1996, for better or worse (well, worse, let's be honest) brought the slasher back into fatal fashion via 'Scream' but 'The Relic' and this film proved horror and thriller cinema could still function away from the human killer motif, and this is one of those rare occasions where the "based on true events" emblem is a satisfactory addition to mull over rather than a hateful marketing ploy and plea to excuse any run-of-the-mill exploitative humdrum nonsense regarding human-on-human violence and pretending it equals horror and quality.
Here, of course it does, as Michael Douglas's "big game hunter" is breezed in by haughty and cold railroad financier Tom Wilkinson, who's blanching at his hand-picked military engineer's inability to capitalise on a lucky shot that took out a marauding lion, and Val Kilmer's engineer is assuredly put out, but remains in awe of the newcomer, whilst Douglas gives him a withering reception, but grudgingly comes around over the amount of time they have to spend together, and as Wilkinson is still roaring about the railway and a bridge under construction all but being abandoned in the wake of a pair of leonine monsters rampaging about the area, both make quick tacks to track this "Ghost and Darkness" (so-called for their stealth-heavy appearances out of air that strike and kill before anyone can react), which was always going to be the biggest challenge either man had ever faced.

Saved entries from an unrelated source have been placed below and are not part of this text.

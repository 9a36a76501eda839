use std::cell::{Cell, RefCell};
use std::fs;
use std::io::{BufRead, BufReader, Write};
use std::path::{Path, PathBuf};

use anyhow::{Context, anyhow};
use tempfile::NamedTempFile;
use tracing::{debug, info};

use crate::task::Task;

/// The single collection key every task snapshot is stored under.
pub const TASKS_KEY: &str = "tasks";

/// Opaque blob store for the whole collection. `save` always receives the
/// complete snapshot, never a delta.
pub trait TaskPersistence {
    fn load(&self) -> anyhow::Result<Vec<Task>>;
    fn save(&self, tasks: &[Task]) -> anyhow::Result<()>;
}

#[derive(Debug)]
pub struct DataStore {
    pub data_dir: PathBuf,
    pub tasks_path: PathBuf,
}

impl DataStore {
    #[tracing::instrument(skip(data_dir))]
    pub fn open(data_dir: &Path) -> anyhow::Result<Self> {
        let data_dir = data_dir.to_path_buf();
        fs::create_dir_all(&data_dir)
            .with_context(|| format!("failed to create {}", data_dir.display()))?;

        let tasks_path = data_dir.join(format!("{TASKS_KEY}.data"));

        info!(
            data_dir = %data_dir.display(),
            tasks = %tasks_path.display(),
            "opened datastore"
        );

        Ok(Self {
            data_dir,
            tasks_path,
        })
    }
}

impl TaskPersistence for DataStore {
    #[tracing::instrument(skip(self))]
    fn load(&self) -> anyhow::Result<Vec<Task>> {
        if !self.tasks_path.exists() {
            debug!(file = %self.tasks_path.display(), "no saved tasks yet");
            return Ok(Vec::new());
        }
        load_jsonl(&self.tasks_path).context("failed to load tasks.data")
    }

    #[tracing::instrument(skip(self, tasks))]
    fn save(&self, tasks: &[Task]) -> anyhow::Result<()> {
        save_jsonl_atomic(&self.tasks_path, tasks).context("failed to save tasks.data")
    }
}

/// In-process store, handy for embedding and tests. Failures can be switched
/// on to exercise the degraded paths.
#[derive(Debug, Default)]
pub struct MemoryStore {
    tasks: RefCell<Vec<Task>>,
    fail_load: Cell<bool>,
    fail_save: Cell<bool>,
    saves: Cell<usize>,
}

impl MemoryStore {
    pub fn new() -> Self {
        Self::default()
    }

    pub fn with_tasks(tasks: Vec<Task>) -> Self {
        Self {
            tasks: RefCell::new(tasks),
            ..Self::default()
        }
    }

    pub fn set_fail_load(&self, fail: bool) {
        self.fail_load.set(fail);
    }

    pub fn set_fail_save(&self, fail: bool) {
        self.fail_save.set(fail);
    }

    /// Number of successful saves so far.
    pub fn save_count(&self) -> usize {
        self.saves.get()
    }

    pub fn snapshot(&self) -> Vec<Task> {
        self.tasks.borrow().clone()
    }
}

impl TaskPersistence for MemoryStore {
    fn load(&self) -> anyhow::Result<Vec<Task>> {
        if self.fail_load.get() {
            return Err(anyhow!("memory store: load disabled"));
        }
        Ok(self.tasks.borrow().clone())
    }

    fn save(&self, tasks: &[Task]) -> anyhow::Result<()> {
        if self.fail_save.get() {
            return Err(anyhow!("memory store: save disabled"));
        }
        *self.tasks.borrow_mut() = tasks.to_vec();
        self.saves.set(self.saves.get() + 1);
        Ok(())
    }
}

impl<P: TaskPersistence + ?Sized> TaskPersistence for &P {
    fn load(&self) -> anyhow::Result<Vec<Task>> {
        (**self).load()
    }

    fn save(&self, tasks: &[Task]) -> anyhow::Result<()> {
        (**self).save(tasks)
    }
}

#[tracing::instrument(skip(path))]
fn load_jsonl(path: &Path) -> anyhow::Result<Vec<Task>> {
    debug!(file = %path.display(), "loading jsonl");
    let file = fs::File::open(path)?;
    let reader = BufReader::new(file);

    let mut out = Vec::new();
    for (idx, line) in reader.lines().enumerate() {
        let line = line?;
        let trimmed = line.trim();
        if trimmed.is_empty() {
            continue;
        }

        let task: Task = serde_json::from_str(trimmed)
            .with_context(|| format!("failed parsing {} line {}", path.display(), idx + 1))?;
        out.push(task);
    }

    debug!(count = out.len(), "loaded tasks from jsonl");
    Ok(out)
}

#[tracing::instrument(skip(path, tasks))]
fn save_jsonl_atomic(path: &Path, tasks: &[Task]) -> anyhow::Result<()> {
    debug!(file = %path.display(), count = tasks.len(), "saving jsonl atomically");

    let dir = path.parent().unwrap_or_else(|| Path::new("."));
    let mut temp = NamedTempFile::new_in(dir)?;
    for task in tasks {
        let serialized = serde_json::to_string(task)?;
        writeln!(temp, "{serialized}")?;
    }
    temp.flush()?;

    temp.persist(path)
        .map_err(|err| anyhow!("failed to persist {}: {}", path.display(), err))?;

    Ok(())
}
use std::io::IsTerminal;
use std::path::PathBuf;

use anyhow::anyhow;
use clap::{ArgAction, Args, Parser, Subcommand};
use tracing::debug;
use tracing_subscriber::EnvFilter;

#[derive(Debug, Clone)]
pub struct KeyVal {
    pub key: String,
    pub value: String,
}

impl std::str::FromStr for KeyVal {
    type Err = anyhow::Error;

    fn from_str(s: &str) -> Result<Self, Self::Err> {
        let (k, v) = s
            .split_once('=')
            .ok_or_else(|| anyhow!("expected KEY=VALUE, got: {s}"))?;
        Ok(Self {
            key: k.trim().to_string(),
            value: v.trim().to_string(),
        })
    }
}

#[derive(Parser, Debug, Clone)]
#[command(
    name = "taskdeck",
    version,
    about = "Taskdeck: a small to-do list with filtering, sorting and stats",
    disable_help_subcommand = true
)]
pub struct GlobalCli {
    #[arg(short = 'v', long = "verbose", action = ArgAction::Count, global = true)]
    pub verbose: u8,

    #[arg(short = 'q', long = "quiet", action = ArgAction::Count, global = true)]
    pub quiet: u8,

    #[arg(
        long = "rc",
        value_parser = clap::builder::ValueParser::new(|s: &str| s.parse::<KeyVal>()),
        action = ArgAction::Append,
        global = true
    )]
    pub rc_overrides: Vec<KeyVal>,

    #[arg(long = "config", global = true)]
    pub config: Option<PathBuf>,

    #[arg(long = "data", global = true)]
    pub data: Option<PathBuf>,

    #[command(subcommand)]
    pub command: Option<Command>,
}

#[derive(Subcommand, Debug, Clone)]
pub enum Command {
    /// Add a task.
    Add(AddArgs),
    /// Change the fields of an existing task.
    Edit(EditArgs),
    /// Flip a task between pending and done.
    Toggle { selector: String },
    /// Remove a task.
    Delete { selector: String },
    /// Remove every completed task.
    ClearCompleted,
    /// Show the filtered, sorted list.
    List(ListArgs),
    /// Show completion statistics.
    Stats,
    /// Show the categories in use.
    Categories,
}

#[derive(Args, Debug, Clone)]
pub struct AddArgs {
    #[arg(required = true, num_args = 1..)]
    pub text: Vec<String>,

    #[arg(short = 'd', long)]
    pub description: Option<String>,

    #[arg(short = 'c', long)]
    pub category: Option<String>,

    #[arg(short = 'p', long)]
    pub priority: Option<String>,

    #[arg(long)]
    pub due: Option<String>,
}

#[derive(Args, Debug, Clone)]
pub struct EditArgs {
    pub selector: String,

    #[arg(short = 't', long)]
    pub text: Option<String>,

    #[arg(short = 'd', long)]
    pub description: Option<String>,

    #[arg(short = 'c', long)]
    pub category: Option<String>,

    #[arg(short = 'p', long)]
    pub priority: Option<String>,

    #[arg(long, conflicts_with = "clear_due")]
    pub due: Option<String>,

    #[arg(long)]
    pub clear_due: bool,
}

#[derive(Args, Debug, Clone, Default)]
pub struct ListArgs {
    #[arg(short = 's', long)]
    pub search: Option<String>,

    #[arg(short = 'c', long)]
    pub category: Option<String>,

    #[arg(short = 'p', long)]
    pub priority: Option<String>,

    #[arg(long)]
    pub hide_completed: bool,

    #[arg(long)]
    pub sort: Option<String>,
}

pub fn init_tracing(verbose: u8, quiet: u8) -> anyhow::Result<()> {
    let default_level = if quiet >= 2 {
        "error"
    } else if quiet == 1 {
        "warn"
    } else if verbose >= 3 {
        "trace"
    } else if verbose == 2 {
        "debug"
    } else if verbose == 1 {
        "info"
    } else {
        "warn"
    };

    let env_filter = EnvFilter::try_from_default_env()
        .or_else(|_| EnvFilter::try_new(default_level))
        .map_err(|e| anyhow!("invalid RUST_LOG / log filter: {e}"))?;

    let init_result = tracing_subscriber::fmt()
        .with_env_filter(env_filter)
        .with_writer(std::io::stderr)
        .with_target(true)
        .with_level(true)
        .with_ansi(std::io::stderr().is_terminal())
        .try_init();

    if let Err(err) = init_result {
        debug!(error = %err, "tracing subscriber already set, continuing");
    }

    Ok(())
}

#[cfg(test)]
mod tests {
    use clap::Parser;

    use super::{Command, GlobalCli};

    #[test]
    fn parses_add_with_flags() {
        let cli = GlobalCli::parse_from([
            "taskdeck", "-vv", "add", "Buy", "milk", "-p", "high", "--due", "tomorrow",
        ]);
        assert_eq!(cli.verbose, 2);
        let Some(Command::Add(args)) = cli.command else {
            panic!("expected add");
        };
        assert_eq!(args.text, vec!["Buy", "milk"]);
        assert_eq!(args.priority.as_deref(), Some("high"));
        assert_eq!(args.due.as_deref(), Some("tomorrow"));
    }

    #[test]
    fn rc_overrides_accumulate() {
        let cli = GlobalCli::parse_from([
            "taskdeck",
            "--rc",
            "color=off",
            "--rc",
            "default.sort=priority",
            "list",
            "--hide-completed",
        ]);
        assert_eq!(cli.rc_overrides.len(), 2);
        assert_eq!(cli.rc_overrides[1].key, "default.sort");
        let Some(Command::List(args)) = cli.command else {
            panic!("expected list");
        };
        assert!(args.hide_completed);
    }

    #[test]
    fn edit_rejects_due_and_clear_due_together() {
        let parsed = GlobalCli::try_parse_from([
            "taskdeck",
            "edit",
            "abc",
            "--due",
            "today",
            "--clear-due",
        ]);
        assert!(parsed.is_err());
    }
}
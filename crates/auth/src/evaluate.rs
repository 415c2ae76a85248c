//! Permission evaluation.
//!
//! - No IO
//! - No panics
//! - Open by default: a requirement only restricts when it is attached

use std::collections::HashSet;

use serde::{Deserialize, Serialize};

use crate::grade::{self, Grade};
use crate::{IdentityContext, PermissionKey};

/// Exact set membership.
pub fn has(permissions: &HashSet<PermissionKey>, key: &PermissionKey) -> bool {
    permissions.contains(key)
}

/// True iff at least one key is held. An empty requirement passes.
pub fn has_any(permissions: &HashSet<PermissionKey>, keys: &[PermissionKey]) -> bool {
    keys.is_empty() || keys.iter().any(|k| permissions.contains(k))
}

/// True iff every key is held. An empty requirement passes.
pub fn has_all(permissions: &HashSet<PermissionKey>, keys: &[PermissionKey]) -> bool {
    keys.iter().all(|k| permissions.contains(k))
}

/// Single-permission action gate.
///
/// Fails when a required permission is given and absent, or a minimum grade
/// is given and not met. Button state and action enforcement both go through
/// here so they cannot disagree.
pub fn can_perform_action(
    permissions: &HashSet<PermissionKey>,
    grade: Option<Grade>,
    required_permission: Option<&PermissionKey>,
    min_required_grade: Option<Grade>,
) -> bool {
    let requirement = ActionRequirement {
        permissions: required_permission.into_iter().cloned().collect(),
        min_grade: min_required_grade,
    };
    requirement.is_satisfied(permissions, grade)
}

/// Requirement attached to an action or menu node (AND over permissions).
#[derive(Debug, Clone, Default, PartialEq, Eq, Serialize, Deserialize)]
pub struct ActionRequirement {
    #[serde(
        default,
        rename = "requiredPermissions",
        skip_serializing_if = "Vec::is_empty"
    )]
    pub permissions: Vec<PermissionKey>,
    #[serde(default, rename = "requiredGrade", skip_serializing_if = "Option::is_none")]
    pub min_grade: Option<Grade>,
}

impl ActionRequirement {
    pub fn permission(key: PermissionKey) -> Self {
        Self {
            permissions: vec![key],
            min_grade: None,
        }
    }

    pub fn with_min_grade(mut self, grade: Grade) -> Self {
        self.min_grade = Some(grade);
        self
    }

    pub fn is_unrestricted(&self) -> bool {
        self.permissions.is_empty() && self.min_grade.is_none()
    }

    pub fn is_satisfied(&self, permissions: &HashSet<PermissionKey>, grade: Option<Grade>) -> bool {
        has_all(permissions, &self.permissions)
            && self
                .min_grade
                .is_none_or(|min| grade::meets_minimum(grade, min))
    }

    /// Same check as [`is_satisfied`](Self::is_satisfied), against an identity.
    pub fn allows(&self, identity: &IdentityContext) -> bool {
        self.is_satisfied(identity.permissions(), identity.grade())
    }

    /// Required keys the holder lacks, in declaration order.
    pub fn missing_permissions(&self, permissions: &HashSet<PermissionKey>) -> Vec<PermissionKey> {
        self.permissions
            .iter()
            .filter(|k| !permissions.contains(*k))
            .cloned()
            .collect()
    }
}

impl IdentityContext {
    pub fn has_permission(&self, key: &PermissionKey) -> bool {
        has(self.permissions(), key)
    }

    pub fn has_any_permission(&self, keys: &[PermissionKey]) -> bool {
        has_any(self.permissions(), keys)
    }

    pub fn has_all_permissions(&self, keys: &[PermissionKey]) -> bool {
        has_all(self.permissions(), keys)
    }

    pub fn can_perform_action(
        &self,
        required_permission: Option<&PermissionKey>,
        min_required_grade: Option<Grade>,
    ) -> bool {
        can_perform_action(
            self.permissions(),
            self.grade(),
            required_permission,
            min_required_grade,
        )
    }
}

// ─────────────────────────────────────────────────────────────────────────────
// Action Explanation
// ─────────────────────────────────────────────────────────────────────────────

/// Detailed explanation of an action decision, for informative UI messages.
#[derive(Debug, Clone, PartialEq, Eq, Serialize)]
#[serde(rename_all = "camelCase")]
pub struct ActionExplanation {
    pub granted: bool,

    /// Human-readable reason for the decision.
    pub reason: String,

    pub requirement: ActionRequirement,

    /// If denied, what was missing.
    pub denial: Option<ActionDenial>,
}

#[derive(Debug, Clone, PartialEq, Eq, Serialize)]
#[serde(rename_all = "camelCase")]
pub struct ActionDenial {
    pub missing_permissions: Vec<PermissionKey>,
    pub grade_shortfall: Option<GradeShortfall>,
}

#[derive(Debug, Clone, Copy, PartialEq, Eq, Serialize)]
#[serde(rename_all = "camelCase")]
pub struct GradeShortfall {
    pub required: Grade,
    pub actual: Option<Grade>,
}

/// Explain why an action would be allowed or denied.
///
/// The `granted` flag always agrees with [`ActionRequirement::allows`].
pub fn explain_action(identity: &IdentityContext, requirement: &ActionRequirement) -> ActionExplanation {
    let granted = requirement.allows(identity);

    if granted {
        let reason = if requirement.is_unrestricted() {
            "No requirement attached".to_string()
        } else {
            "All requirements met".to_string()
        };
        return ActionExplanation {
            granted,
            reason,
            requirement: requirement.clone(),
            denial: None,
        };
    }

    let missing_permissions = requirement.missing_permissions(identity.permissions());
    let grade_shortfall = requirement
        .min_grade
        .filter(|min| !grade::meets_minimum(identity.grade(), *min))
        .map(|required| GradeShortfall {
            required,
            actual: identity.grade(),
        });

    let mut parts = Vec::new();
    if !missing_permissions.is_empty() {
        let keys: Vec<&str> = missing_permissions.iter().map(PermissionKey::as_str).collect();
        parts.push(format!("missing permission(s) {}", keys.join(", ")));
    }
    if let Some(shortfall) = grade_shortfall {
        match shortfall.actual {
            Some(actual) => parts.push(format!(
                "grade {actual} is below required {}",
                shortfall.required
            )),
            None => parts.push(format!("no grade assigned, {} required", shortfall.required)),
        }
    }

    tracing::debug!(
        missing = missing_permissions.len(),
        grade_short = grade_shortfall.is_some(),
        "action denied"
    );

    ActionExplanation {
        granted,
        reason: format!("Denied: {}", parts.join("; ")),
        requirement: requirement.clone(),
        denial: Some(ActionDenial {
            missing_permissions,
            grade_shortfall,
        }),
    }
}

Based on The Man Eaters Of Tsavo by the creaky colonel who had the gall to kill both lions after the carnage said to have killed anywhere between 30-135 railroad workers during the 1898 building of the Uganda-Mombasa Railway in Kenya. William Goldman had wanted to put it to script as soon as he heard the story upon a visit to Africa in 1984 and six years later he presented it to Paramount, who could have killed it dead before it started, for, despite interest by Kevin Costner, world's worst 'actor' Tom Ooze Cruise where who they wanted, but mercy bowed when the wretch turned it down, and then Val Kilmer (who had scarily turned down Ooze's 'Top Gun' role, despite appearing in the same appalling film) desired it. Michael Douglas wasn't first choice either, but Sean Connery and Anthony Hopkins had declined, and whilst Gerard Depardieu was given consideration (interesting!), on came Douglas or in came Douglas, whichever you prefer.
The film is acted well enough, but it's South African actor and playwright John Kani as the Maasai supervisor and the story's narrator who makes the most human and long lasting impression, but Bernard Hill and Brian McCardie also register well, and Emily Mortimer pops up in an early role. The lion scenes are generally shot really well, and the film is rather astoundingly gory, delivering and dissecting more meat then I would have expected. The actual lions of this historical horror are not exactly what you see-the two on film were brother animals hired from a Canadian zoo that also featured in the stupid Brendan Fraser flick 'George Of The Jungle'-the two lions responsible for the myriad deaths of so long past were actually Tsovo natives that barely had any mane, but it's likely, as well as the recorded fierceness of the lions that come from this area, that the studio were afraid barely maned lions wouldn't be taken as seriously or even considered male. Okay, but a little silly, when we know that lionesses are more likely to attack people, what with being more active than the lazier males.
Location work is suitably charming-shot in a game reserve, with many actors portraying the Masaai workers, though there is at least one real tribe in the film as depicted at one of the hunt attempts. The film won an award for Best Sound Editing, though Kilmer would be less happy to have scooped a Razzie nomination, there were also rumours he and Douglas didn't get on, but he was very difficult in those days of the mid-90s, the man seems to have mellowed since, and has been doing largely good film work since the really cool but undervalued thriller/film noir 'The SaltonSea' in 2002.
Both region discs have no extras to speak off so you'll just have to enjoy the film, the same year's 'The Edge' (maybe why Anthony Hopkins turned it down) has a little bit more in the extras department. But films are worthy and great examples of survival horror and adventuring thrillers, and this spirited blackness roars its pride.